Sometimes Cocky would vary the routine by following me, at heel, like a dog, just to check out the horses’ tea-site, in case he had overlooked any pickings on the previous afternoon. I never actually touched him, but he became extraordinarily tame and trusting… and vocal, making endearing little, happy-sounding, approving, liquid clucks as he pecked around my feet. Sometimes he would crow and clap his wings, there, just by me.
I could never get used to the extravagant beauty and variety of his plumage. A healthy live cock-pheasant, his ancestors immigrants from the Black Sea shore a thousand years or more back, just radiates exotic magnetism, and, in my mind at least, raises all sorts of unanswerable questions. How could such superfluous, detailed, aesthetic splendour, so pleasing to the human eye, just have evolved by chance, or in response to picky preferences expressed over millennia by the dowdy female of the species? Surely some Designer took a hand? I just don’t understand, but am inclined to credit Creation rather than Natural Selection… a shocking thing for someone who bears the name Gould to say. My Dorset-born great-great-grandfather, is credited with giving Darwin his eureka moment, by suggesting an explanation of the variations in the finches he had brought home in HMS Beagle.
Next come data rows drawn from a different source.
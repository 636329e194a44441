#![forbid(unsafe_code)]

//! Scroll evaluation: panel offsets and sidebar activation.
//!
//! One call to [`evaluate`] recomputes every derived value from scratch.
//! There is no dirty tracking; anchors resolve asynchronously on the host
//! side, so a full pass is the only way to never serve stale geometry.
//!
//! # Panel regions
//!
//! With `start`/`end` the resolved anchor offsets and `top` the scroll
//! position:
//!
//! | Condition              | Region        | Offset        |
//! |------------------------|---------------|---------------|
//! | `top < start`          | `Approaching` | `start - top` |
//! | `start <= top < end`   | `Pinned`      | `0`           |
//! | `top >= end`           | `Departed`    | `end - top`   |
//!
//! A zero-height range (`start == end`) never pins: `top == start` is
//! already `Departed`.
//!
//! # Zones
//!
//! A zone is active iff `start < viewport_bottom < end`, where an
//! unresolved end is `+inf`. Each sidebar flag is the OR over active zones
//! containing that side.
//!
//! # Failure Modes
//!
//! Anchor resolution failures are logged at `trace` and demote the entry
//! to "unresolved" for this pass only. They never abort the pass.

use serde::{Deserialize, Serialize};
use tracing::{debug_span, trace};
use web_time::Instant;

use crate::anchor::{Anchor, AnchorError};
use crate::registry::{PanelEntry, Registry, ZoneEntry};
use crate::side::Side;

const TARGET: &str = "panelpin.eval";

// ---------------------------------------------------------------------------
// Inputs
// ---------------------------------------------------------------------------

/// Scroll position and viewport height for one pass, in pixels.
#[derive(Debug, Clone, Copy, PartialEq, Default, Serialize, Deserialize)]
pub struct Viewport {
    pub scroll_top: f64,
    pub height: f64,
}

impl Viewport {
    /// Build a viewport. Non-finite values become `0`, and a negative height
    /// is clamped to `0`. Negative scroll positions (overscroll) are kept.
    #[must_use]
    pub fn new(scroll_top: f64, height: f64) -> Self {
        let finite = |v: f64| if v.is_finite() { v } else { 0.0 };
        Self {
            scroll_top: finite(scroll_top),
            height: finite(height).max(0.0),
        }
    }

    /// Document coordinate of the viewport's bottom edge.
    #[must_use]
    pub fn bottom(&self) -> f64 {
        self.scroll_top + self.height
    }
}

// ---------------------------------------------------------------------------
// Pure geometry
// ---------------------------------------------------------------------------

/// Where the scroll position sits relative to a panel's anchor range.
#[derive(Debug, Clone, Copy, PartialEq, Eq, Hash, Serialize, Deserialize)]
#[serde(rename_all = "snake_case")]
pub enum PanelRegion {
    /// Scroll has not reached the start anchor; the panel rides below.
    Approaching,
    /// Inside the range; the panel sticks to the viewport top.
    Pinned,
    /// Past the end anchor; the panel leaves upward with it.
    Departed,
}

/// Region and offset for a panel with resolved anchors.
#[must_use]
pub fn panel_offset(start_top: f64, end_top: f64, scroll_top: f64) -> (PanelRegion, f64) {
    if scroll_top < start_top {
        (PanelRegion::Approaching, start_top - scroll_top)
    } else if scroll_top < end_top {
        (PanelRegion::Pinned, 0.0)
    } else {
        (PanelRegion::Departed, end_top - scroll_top)
    }
}

/// Whether a zone spanning `[start, end)` is active for `viewport_bottom`.
/// `None` as end means the zone runs to the end of the document.
#[must_use]
pub fn zone_active(start_top: f64, end_top: Option<f64>, viewport_bottom: f64) -> bool {
    let end = end_top.unwrap_or(f64::INFINITY);
    viewport_bottom > start_top && viewport_bottom < end
}

// ---------------------------------------------------------------------------
// Outputs
// ---------------------------------------------------------------------------

/// Read-only per-panel result for host binding.
#[derive(Debug, Clone, PartialEq, Serialize, Deserialize)]
pub struct PanelState {
    pub id: String,
    pub side: Option<Side>,
    /// Vertical offset in pixels. `0` whenever `visible` is false.
    pub offset: f64,
    /// Both anchors resolved and a side is known.
    pub visible: bool,
    /// `None` while not visible.
    pub region: Option<PanelRegion>,
}

/// Which sidebars are expanded.
#[derive(Debug, Clone, Copy, PartialEq, Eq, Hash, Default, Serialize, Deserialize)]
pub struct SidebarActivation {
    pub left: bool,
    pub right: bool,
}

impl SidebarActivation {
    pub const NONE: Self = Self {
        left: false,
        right: false,
    };

    #[must_use]
    pub const fn is_active(self, side: Side) -> bool {
        match side {
            Side::Left => self.left,
            Side::Right => self.right,
        }
    }

    pub fn activate(&mut self, side: Side) {
        match side {
            Side::Left => self.left = true,
            Side::Right => self.right = true,
        }
    }

    #[must_use]
    pub const fn any(self) -> bool {
        self.left || self.right
    }
}

/// Result of one evaluation pass.
///
/// Panels and active zones are sorted by id so equal inputs produce equal
/// snapshots regardless of registry iteration order.
#[derive(Debug, Clone, PartialEq, Default, Serialize, Deserialize)]
pub struct Evaluation {
    viewport: Viewport,
    panels: Vec<PanelState>,
    active_zones: Vec<String>,
    sidebars: SidebarActivation,
}

impl Evaluation {
    #[must_use]
    pub fn viewport(&self) -> Viewport {
        self.viewport
    }

    #[must_use]
    pub fn panels(&self) -> &[PanelState] {
        &self.panels
    }

    #[must_use]
    pub fn panel(&self, id: &str) -> Option<&PanelState> {
        self.panels
            .binary_search_by(|state| state.id.as_str().cmp(id))
            .ok()
            .map(|idx| &self.panels[idx])
    }

    /// Panels with a meaningful position this pass.
    pub fn visible(&self) -> impl Iterator<Item = &PanelState> {
        self.panels.iter().filter(|state| state.visible)
    }

    /// Panels currently stuck to the top of the viewport.
    pub fn pinned(&self) -> impl Iterator<Item = &PanelState> {
        self.panels
            .iter()
            .filter(|state| state.region == Some(PanelRegion::Pinned))
    }

    /// Ids of zones whose range contains the viewport bottom.
    pub fn active_zones(&self) -> impl Iterator<Item = &str> {
        self.active_zones.iter().map(String::as_str)
    }

    #[must_use]
    pub fn sidebars(&self) -> SidebarActivation {
        self.sidebars
    }

    /// Replace the published flags (mobile collapse and its undo).
    pub(crate) fn override_sidebars(&mut self, sidebars: SidebarActivation) {
        self.sidebars = sidebars;
    }
}

// ---------------------------------------------------------------------------
// Evaluation pass
// ---------------------------------------------------------------------------

fn resolve_logged(kind: &str, id: &str, which: &str, anchor: &Anchor) -> Option<f64> {
    match anchor.try_resolve() {
        Ok(offset) => Some(offset),
        Err(AnchorError::Unattached) => None,
        Err(err) => {
            trace!(target: TARGET, kind, id, anchor = which, error = %err, "anchor unresolved");
            None
        }
    }
}

fn panel_state(id: &str, panel: &PanelEntry, viewport: Viewport) -> PanelState {
    let hidden = PanelState {
        id: id.to_owned(),
        side: panel.side(),
        offset: 0.0,
        visible: false,
        region: None,
    };
    if panel.side().is_none() {
        return hidden;
    }
    let Some(start) = resolve_logged("panel", id, "start", panel.start()) else {
        return hidden;
    };
    let Some(end) = resolve_logged("panel", id, "end", panel.end()) else {
        return hidden;
    };
    let (region, offset) = panel_offset(start, end, viewport.scroll_top);
    PanelState {
        offset,
        visible: true,
        region: Some(region),
        ..hidden
    }
}

fn zone_is_active(id: &str, zone: &ZoneEntry, viewport: Viewport) -> bool {
    let Some(start) = resolve_logged("zone", id, "start", zone.start()) else {
        return false;
    };
    // Any end that does not resolve leaves the zone open to the bottom.
    let end = resolve_logged("zone", id, "end", zone.end());
    zone_active(start, end, viewport.bottom())
}

/// Compute every panel's offset/visibility and the sidebar flags.
#[must_use]
pub fn evaluate(registry: &Registry, viewport: Viewport) -> Evaluation {
    let start = Instant::now();
    let span = debug_span!(
        target: TARGET,
        "panelpin.evaluate",
        scroll_top = viewport.scroll_top,
        viewport_height = viewport.height,
        panels = registry.panel_count(),
        zones = registry.zone_count(),
        duration_us = tracing::field::Empty,
    );
    let _guard = span.enter();

    let mut panels: Vec<PanelState> = registry
        .panels()
        .map(|(id, panel)| panel_state(id, panel, viewport))
        .collect();
    panels.sort_unstable_by(|a, b| a.id.cmp(&b.id));

    let mut sidebars = SidebarActivation::NONE;
    let mut active_zones = Vec::new();
    for (id, zone) in registry.zones() {
        if !zone_is_active(id, zone, viewport) {
            continue;
        }
        for side in zone.sides().iter() {
            sidebars.activate(side);
        }
        active_zones.push(id.to_owned());
    }
    active_zones.sort_unstable();

    span.record("duration_us", start.elapsed().as_micros() as u64);
    Evaluation {
        viewport,
        panels,
        active_zones,
        sidebars,
    }
}

// ---------------------------------------------------------------------------
// Tests
// ---------------------------------------------------------------------------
On the morning of writing this I rode the bridle-path that runs the edge of Middlemarsh Common, hoping to see progeny of the even more splendid Golden Pheasant that I found living there ten years or so ago, and which, like Cocky, used to follow my horse’s heels, almost the length of the wood, clucking; he must have been somebody’s pet. Sadly, there was no trace of him.
When, with the new grass coming strongly through, we left off the winter feeding routine, Cocky went AWOL too. It had nothing to do with the shooting season, by then long over, he had evidently found another friend. It was a case, I must suppose, of cherchez la femme.